TASK DIRECTIONS
What is needed here is an exact reprint of every record below.

RECORDS FOR THE TASK
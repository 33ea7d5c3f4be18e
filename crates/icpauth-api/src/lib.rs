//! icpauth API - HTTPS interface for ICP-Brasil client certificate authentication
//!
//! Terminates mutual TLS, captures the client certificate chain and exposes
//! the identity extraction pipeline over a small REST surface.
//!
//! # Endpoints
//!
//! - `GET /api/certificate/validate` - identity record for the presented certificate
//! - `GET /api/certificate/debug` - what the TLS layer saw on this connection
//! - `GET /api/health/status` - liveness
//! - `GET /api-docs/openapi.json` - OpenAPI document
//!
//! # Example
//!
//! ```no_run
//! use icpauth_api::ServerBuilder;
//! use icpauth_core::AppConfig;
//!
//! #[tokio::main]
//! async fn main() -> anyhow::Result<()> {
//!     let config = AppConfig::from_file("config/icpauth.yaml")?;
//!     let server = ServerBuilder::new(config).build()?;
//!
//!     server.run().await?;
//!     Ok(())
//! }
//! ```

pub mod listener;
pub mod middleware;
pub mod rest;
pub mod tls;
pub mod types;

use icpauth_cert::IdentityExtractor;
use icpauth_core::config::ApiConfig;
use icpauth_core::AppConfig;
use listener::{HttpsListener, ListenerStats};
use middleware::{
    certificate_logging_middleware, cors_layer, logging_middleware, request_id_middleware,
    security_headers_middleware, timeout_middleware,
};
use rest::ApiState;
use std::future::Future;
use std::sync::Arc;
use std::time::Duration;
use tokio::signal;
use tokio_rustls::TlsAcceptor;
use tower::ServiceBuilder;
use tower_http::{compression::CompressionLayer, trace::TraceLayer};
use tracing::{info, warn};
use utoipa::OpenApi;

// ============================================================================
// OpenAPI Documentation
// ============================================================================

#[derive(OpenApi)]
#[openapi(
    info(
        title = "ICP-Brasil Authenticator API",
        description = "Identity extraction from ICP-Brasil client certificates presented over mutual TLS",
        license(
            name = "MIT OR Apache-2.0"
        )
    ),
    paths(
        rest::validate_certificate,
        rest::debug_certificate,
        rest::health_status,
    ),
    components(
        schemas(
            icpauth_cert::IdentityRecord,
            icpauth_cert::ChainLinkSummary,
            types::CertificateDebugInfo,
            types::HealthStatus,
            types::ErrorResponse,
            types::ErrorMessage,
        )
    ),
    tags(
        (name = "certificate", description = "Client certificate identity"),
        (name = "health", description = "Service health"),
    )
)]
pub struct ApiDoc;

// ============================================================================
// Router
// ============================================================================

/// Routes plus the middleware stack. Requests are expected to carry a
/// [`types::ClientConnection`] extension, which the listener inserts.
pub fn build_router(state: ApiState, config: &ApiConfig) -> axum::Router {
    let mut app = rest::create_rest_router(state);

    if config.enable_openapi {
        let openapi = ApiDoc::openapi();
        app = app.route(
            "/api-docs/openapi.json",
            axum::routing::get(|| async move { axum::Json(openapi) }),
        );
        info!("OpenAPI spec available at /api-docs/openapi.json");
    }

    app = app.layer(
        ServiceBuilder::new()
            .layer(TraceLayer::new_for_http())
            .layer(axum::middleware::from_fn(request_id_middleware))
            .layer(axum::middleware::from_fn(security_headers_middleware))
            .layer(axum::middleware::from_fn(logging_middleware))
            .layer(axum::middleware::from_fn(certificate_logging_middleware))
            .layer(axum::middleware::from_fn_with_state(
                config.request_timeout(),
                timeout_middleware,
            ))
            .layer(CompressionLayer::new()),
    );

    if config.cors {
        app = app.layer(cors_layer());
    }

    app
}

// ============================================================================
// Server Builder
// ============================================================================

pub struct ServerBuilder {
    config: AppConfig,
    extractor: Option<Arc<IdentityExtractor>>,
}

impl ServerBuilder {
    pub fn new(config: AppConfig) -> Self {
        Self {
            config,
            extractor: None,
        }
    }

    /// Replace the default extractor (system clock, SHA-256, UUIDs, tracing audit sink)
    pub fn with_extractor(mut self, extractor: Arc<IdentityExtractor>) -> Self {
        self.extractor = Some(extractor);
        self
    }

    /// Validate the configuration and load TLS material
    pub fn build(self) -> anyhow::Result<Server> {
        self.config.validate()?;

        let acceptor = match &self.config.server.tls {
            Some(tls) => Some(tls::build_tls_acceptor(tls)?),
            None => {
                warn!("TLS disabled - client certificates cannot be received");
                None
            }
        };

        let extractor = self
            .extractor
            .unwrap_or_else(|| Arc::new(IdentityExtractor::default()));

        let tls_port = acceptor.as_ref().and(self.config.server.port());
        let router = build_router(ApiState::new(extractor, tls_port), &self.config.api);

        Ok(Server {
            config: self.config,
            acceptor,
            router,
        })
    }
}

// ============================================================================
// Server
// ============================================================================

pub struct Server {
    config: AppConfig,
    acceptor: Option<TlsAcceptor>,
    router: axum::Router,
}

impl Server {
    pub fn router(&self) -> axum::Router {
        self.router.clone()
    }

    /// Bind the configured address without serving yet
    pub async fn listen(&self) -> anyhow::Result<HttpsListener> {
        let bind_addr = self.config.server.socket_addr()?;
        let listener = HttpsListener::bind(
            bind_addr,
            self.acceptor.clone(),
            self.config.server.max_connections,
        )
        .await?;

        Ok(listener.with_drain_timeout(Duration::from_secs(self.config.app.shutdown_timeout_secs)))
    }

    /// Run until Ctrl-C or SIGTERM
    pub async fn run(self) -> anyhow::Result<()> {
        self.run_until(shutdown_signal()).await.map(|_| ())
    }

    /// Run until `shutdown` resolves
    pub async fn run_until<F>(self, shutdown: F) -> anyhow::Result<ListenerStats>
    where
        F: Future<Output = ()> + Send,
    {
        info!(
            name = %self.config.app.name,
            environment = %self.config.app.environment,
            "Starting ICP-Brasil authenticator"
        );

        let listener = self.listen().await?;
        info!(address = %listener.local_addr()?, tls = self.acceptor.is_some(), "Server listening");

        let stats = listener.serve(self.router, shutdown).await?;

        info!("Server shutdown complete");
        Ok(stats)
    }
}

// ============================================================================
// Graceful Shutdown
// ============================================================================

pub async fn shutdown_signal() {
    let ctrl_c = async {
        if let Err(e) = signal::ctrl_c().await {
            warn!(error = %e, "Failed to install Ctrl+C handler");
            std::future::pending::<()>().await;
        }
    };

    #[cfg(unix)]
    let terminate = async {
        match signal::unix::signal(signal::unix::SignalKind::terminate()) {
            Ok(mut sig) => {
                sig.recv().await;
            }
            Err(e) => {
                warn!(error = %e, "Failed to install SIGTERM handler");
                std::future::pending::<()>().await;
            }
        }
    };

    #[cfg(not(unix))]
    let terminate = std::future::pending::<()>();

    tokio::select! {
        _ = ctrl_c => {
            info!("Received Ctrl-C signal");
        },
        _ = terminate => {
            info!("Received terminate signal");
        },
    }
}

EXERCISE ANSWER
repository 33ea7d5c3f4be18e
filename crates/icpauth-api/src/lib.rs
//! icpauth API - HTTPS interface for ICP-Brasil client certificate authentication
//!
//! Terminates mutual TLS, captures the client certificate chain and exposes
//! the identity extraction pipeline over a small REST surface.
//!
//! # Endpoints
//!
//! - `GET /api/certificate/validate` - identity record for the presented certificate
//! - `GET /api/certificate/debug` - what the TLS layer saw on this connection
//! - `GET /api/health/status` - liveness
//! - `GET /api-docs/openapi.json` - OpenAPI document
//!
//! # Example
//!
//! ```no_run
//! use icpauth_api::ServerBuilder;
//! use icpauth_core::AppConfig;
//!
//! #[tokio::main]
//! async fn main() -> anyhow::Result<()> {
//!     let config = AppConfig::from_file("config/icpauth.yaml")?;
//!     let server = ServerBuilder::new(config).build()?;
//!
//!     server.run().await?;
//!     Ok(())
//! }
//! ```

pub mod listener;
pub mod middleware;
pub mod rest;
pub mod tls;
pub mod types;

use icpauth_cert::IdentityExtractor;
use icpauth_core::config::ApiConfig;
use icpauth_core::AppConfig;
use listener::{HttpsListener, ListenerStats};
use middleware::{
    certificate_logging_middleware, cors_layer, logging_middleware, request_id_middleware,
    security_headers_middleware, timeout_middleware,
};
use rest::ApiState;
use std::future::Future;
use std::sync::Arc;
use std::time::Duration;
use tokio::signal;
use tokio_rustls::TlsAcceptor;
use tower::ServiceBuilder;
use tower_http::{compression::CompressionLayer, trace::TraceLayer};
use tracing::{info, warn};
use utoipa::OpenApi;

// ============================================================================
// OpenAPI Documentation
// ============================================================================

#[derive(OpenApi)]
#[openapi(
    info(
        title = "ICP-Brasil Authenticator API",
        description = "Identity extraction from ICP-Brasil client certificates presented over mutual TLS",
        license(
            name = "MIT OR Apache-2.0"
        )
    ),
    paths(
        rest::validate_certificate,
        rest::debug_certificate,
        rest::health_status,
    ),
    components(
        schemas(
            icpauth_cert::IdentityRecord,
            icpauth_cert::ChainLinkSummary,
            types::CertificateDebugInfo,
            types::HealthStatus,
            types::ErrorResponse,
            types::ErrorMessage,
        )
    ),
    tags(
        (name = "certificate", description = "Client certificate identity"),
        (name = "health", description = "Service health"),
    )
)]
pub struct ApiDoc;

// ============================================================================
// Router
// ============================================================================

/// Routes plus the middleware stack. Requests are expected to carry a
/// [`types::ClientConnection`] extension, which the listener inserts.
pub fn build_router(state: ApiState, config: &ApiConfig) -> axum::Router {
    let mut app = rest::create_rest_router(state);

    if config.enable_openapi {
        let openapi = ApiDoc::openapi();
        app = app.route(
            "/api-docs/openapi.json",
            axum::routing::get(|| async move { axum::Json(openapi) }),
        );
        info!("OpenAPI spec available at /api-docs/openapi.json");
    }

    app = app.layer(
        ServiceBuilder::new()
            .layer(TraceLayer::new_for_http())
            .layer(axum::middleware::from_fn(request_id_middleware))
            .layer(axum::middleware::from_fn(security_headers_middleware))
            .layer(axum::middleware::from_fn(logging_middleware))
            .layer(axum::middleware::from_fn(certificate_logging_middleware))
            .layer(axum::middleware::from_fn_with_state(
                config.request_timeout(),
                timeout_middleware,
            ))
            .layer(CompressionLayer::new()),
    );

    if config.cors {
        app = app.layer(cors_layer());
    }

    app
}

// ============================================================================
// Server Builder
// ============================================================================

pub struct ServerBuilder {
    config: AppConfig,
    extractor: Option<Arc<IdentityExtractor>>,
}

impl ServerBuilder {
    pub fn new(config: AppConfig) -> Self {
        Self {
            config,
            extractor: None,
        }
    }

    /// Replace the default extractor (system clock, SHA-256, UUIDs, tracing audit sink)
    pub fn with_extractor(mut self, extractor: Arc<IdentityExtractor>) -> Self {
        self.extractor = Some(extractor);
        self
    }

    /// Validate the configuration and load TLS material
    pub fn build(self) -> anyhow::Result<Server> {
        self.config.validate()?;

        let acceptor = match &self.config.server.tls {
            Some(tls) => Some(tls::build_tls_acceptor(tls)?),
            None => {
                warn!("TLS disabled - client certificates cannot be received");
                None
            }
        };

        let extractor = self
            .extractor
            .unwrap_or_else(|| Arc::new(IdentityExtractor::default()));

        let tls_port = acceptor.as_ref().and(self.config.server.port());
        let router = build_router(ApiState::new(extractor, tls_port), &self.config.api);

        Ok(Server {
            config: self.config,
            acceptor,
            router,
        })
    }
}

// ============================================================================
// Server
// ============================================================================

pub struct Server {
    config: AppConfig,
    acceptor: Option<TlsAcceptor>,
    router: axum::Router,
}

impl Server {
    pub fn router(&self) -> axum::Router {
        self.router.clone()
    }

    /// Bind the configured address without serving yet
    pub async fn listen(&self) -> anyhow::Result<HttpsListener> {
        let bind_addr = self.config.server.socket_addr()?;
        let listener = HttpsListener::bind(
            bind_addr,
            self.acceptor.clone(),
            self.config.server.max_connections,
        )
        .await?;

        Ok(listener.with_drain_timeout(Duration::from_secs(self.config.app.shutdown_timeout_secs)))
    }

    /// Run until Ctrl-C or SIGTERM
    pub async fn run(self) -> anyhow::Result<()> {
        self.run_until(shutdown_signal()).await.map(|_| ())
    }

    /// Run until `shutdown` resolves
    pub async fn run_until<F>(self, shutdown: F) -> anyhow::Result<ListenerStats>
    where
        F: Future<Output = ()> + Send,
    {
        info!(
            name = %self.config.app.name,
            environment = %self.config.app.environment,
            "Starting ICP-Brasil authenticator"
        );

        let listener = self.listen().await?;
        info!(address = %listener.local_addr()?, tls = self.acceptor.is_some(), "Server listening");

        let stats = listener.serve(self.router, shutdown).await?;

        info!("Server shutdown complete");
        Ok(stats)
    }
}

// ============================================================================
// Graceful Shutdown
// ============================================================================

pub async fn shutdown_signal() {
    let ctrl_c = async {
        if let Err(e) = signal::ctrl_c().await {
            warn!(error = %e, "Failed to install Ctrl+C handler");
            std::future::pending::<()>().await;
        }
    };

    #[cfg(unix)]
    let terminate = async {
        match signal::unix::signal(signal::unix::SignalKind::terminate()) {
            Ok(mut sig) => {
                sig.recv().await;
            }
            Err(e) => {
                warn!(error = %e, "Failed to install SIGTERM handler");
                std::future::pending::<()>().await;
            }
        }
    };

    #[cfg(not(unix))]
    let terminate = std::future::pending::<()>();

    tokio::select! {
        _ = ctrl_c => {
            info!("Received Ctrl-C signal");
        },
        _ = terminate => {
            info!("Received terminate signal");
        },
    }
}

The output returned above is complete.